Widespread, if not total, electrification of automotive production is heading to the industry, but pinning down exactly when electric vehicles will dominate U.S. sales depends on who you ask.
Despite automakers' and politicians' sweeping electric vehicle aspirations, there is no clear picture on where EV adoption and infrastructure will be in 2030 or 2040.
President Joe Biden sketched out a timeline — asking automakers and the UAW to embrace his vision for half of all U.S. new-vehicle sales to be zero-emission by 2030. He got Congress to fund an infrastructure plan that includes $7.5 billion for EV charging stations and $65 billion to upgrade the nation's electric grid.
But the president's target is not binding in any way. And the failure — at least so far — to advance his Build Back Better plan means that federal incentives for EV sales are poised to diminish much faster than the cost of batteries.
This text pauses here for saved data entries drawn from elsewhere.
/// Application state and router builder
///
/// This module defines the shared application state and provides
/// a function to build the Axum router with all routes and middleware.
///
/// # Example
///
/// ```no_run
/// use volunhub_api::{app::AppState, config::Config};
/// use volunhub_shared::db::pool::create_pool;
///
/// # async fn example() -> anyhow::Result<()> {
/// let config = Config::from_env()?;
/// let pool = create_pool(config.pool_config()).await?;
/// let state = AppState::new(pool, config);
/// let app = volunhub_api::app::build_router(state);
/// # Ok(())
/// # }
/// ```

use crate::config::Config;
use axum::{
    http::{header, HeaderValue, Method},
    routing::{get, post},
    Router,
};
use rand::{rngs::StdRng, SeedableRng};
use sqlx::SqlitePool;
use std::sync::{Arc, Mutex};
use tower_http::{
    cors::CorsLayer,
    trace::{DefaultMakeSpan, DefaultOnResponse, TraceLayer},
};
use tracing::Level;
use volunhub_shared::lifecycle::TaskLifecycle;
use volunhub_shared::quota::DailyPostQuota;

/// Shared application state
///
/// This is cloned for each request handler via Axum's `State` extractor.
/// Uses Arc internally for cheap cloning.
#[derive(Clone)]
pub struct AppState {
    /// Database connection pool
    pub db: SqlitePool,

    /// Application configuration
    pub config: Arc<Config>,

    /// Task create/accept/complete rules
    pub lifecycle: TaskLifecycle,

    /// Random source for match bonuses and mock distances
    pub rng: Arc<Mutex<StdRng>>,
}

impl AppState {
    /// Creates new application state
    ///
    /// The RNG is seeded from `tasks.match_rng_seed` when set, otherwise from
    /// entropy.
    pub fn new(db: SqlitePool, config: Config) -> Self {
        let rng = match config.tasks.match_rng_seed {
            Some(seed) => StdRng::seed_from_u64(seed),
            None => StdRng::from_entropy(),
        };
        let lifecycle = TaskLifecycle::new(db.clone(), DailyPostQuota::new(config.tasks.daily_limit));

        Self {
            db,
            config: Arc::new(config),
            lifecycle,
            rng: Arc::new(Mutex::new(rng)),
        }
    }
}

/// Builds the complete Axum router with all routes and middleware
///
/// # Architecture
///
/// ```text
/// /
/// ├── /health
/// └── /api/
///     ├── /auth/{login,register}
///     ├── /tasks                      GET list, POST create
///     │   ├── /:id                    GET
///     │   ├── /:id/accept             POST
///     │   ├── /:id/complete           POST
///     │   ├── /posted/:id             GET
///     │   ├── /limit/:id              GET
///     │   ├── /active/:id             GET
///     │   ├── /ai-match/:id           GET
///     │   └── /cities                 GET
///     ├── /volunteers                 GET
///     ├── /availability               POST, GET /:id
///     ├── /schedule/:id               GET
///     ├── /community                  GET, POST, POST /:id/like
///     ├── /users/:id                  GET, GET /:id/impact
///     ├── /impact/community           GET
///     └── /skills                     GET
/// ```
///
/// # Middleware Stack
///
/// 1. Logging (tower-http TraceLayer)
/// 2. CORS (tower-http CorsLayer)
pub fn build_router(state: AppState) -> Router {
    use crate::routes;

    let auth_routes = Router::new()
        .route("/login", post(routes::auth::login))
        .route("/register", post(routes::auth::register));

    let task_routes = Router::new()
        .route("/", get(routes::tasks::list_tasks).post(routes::tasks::create_task))
        .route("/cities", get(routes::tasks::list_cities))
        .route("/:id", get(routes::tasks::get_task))
        .route("/:id/accept", post(routes::tasks::accept_task))
        .route("/:id/complete", post(routes::tasks::complete_task))
        .route("/posted/:id", get(routes::tasks::posted_tasks))
        .route("/limit/:id", get(routes::tasks::task_limit))
        .route("/active/:id", get(routes::tasks::active_tasks))
        .route("/ai-match/:id", get(routes::tasks::ai_match));

    let community_routes = Router::new()
        .route(
            "/",
            get(routes::community::list_posts).post(routes::community::create_post),
        )
        .route("/:id/like", post(routes::community::like_post));

    let user_routes = Router::new()
        .route("/:id", get(routes::users::get_user))
        .route("/:id/impact", get(routes::users::user_impact));

    let api_routes = Router::new()
        .nest("/auth", auth_routes)
        .nest("/tasks", task_routes)
        .nest("/community", community_routes)
        .nest("/users", user_routes)
        .route("/volunteers", get(routes::volunteers::list_volunteers))
        .route("/availability", post(routes::availability::post_availability))
        .route("/availability/:id", get(routes::availability::get_availability))
        .route("/schedule/:id", get(routes::schedule::get_schedule))
        .route("/impact/community", get(routes::users::community_impact))
        .route("/skills", get(routes::skills::list_skills));

    let cors = cors_layer(&state.config);

    Router::new()
        .route("/health", get(routes::health::health_check))
        .nest("/api", api_routes)
        .layer(
            TraceLayer::new_for_http()
                .make_span_with(DefaultMakeSpan::new().level(Level::INFO))
                .on_response(DefaultOnResponse::new().level(Level::INFO)),
        )
        .layer(cors)
        .with_state(state)
}

fn cors_layer(config: &Config) -> CorsLayer {
    if config.allows_any_origin() {
        return CorsLayer::permissive();
    }

    let origins: Vec<HeaderValue> = config
        .api
        .cors_origins
        .iter()
        .filter_map(|origin| origin.parse().ok())
        .collect();

    CorsLayer::new()
        .allow_origin(origins)
        .allow_methods([Method::GET, Method::POST, Method::OPTIONS])
        .allow_headers([header::CONTENT_TYPE])
        .max_age(std::time::Duration::from_secs(3600))
}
Most automakers say they are in alignment with Biden's market-share goal and targeting carbon neutrality between 2040 and 2050. Several brands are promising to convert their entire lineups to electric vehicles by 2030 or even sooner.
With investors in an EV frenzy ballooning automaker stocks from about $1 trillion to nearly $3 trillion in just two years, it's no surprise that automakers would tell them what they want to hear.
But some suppliers — even those with big electrification hopes of their own — suggest a more modest pace of adoption.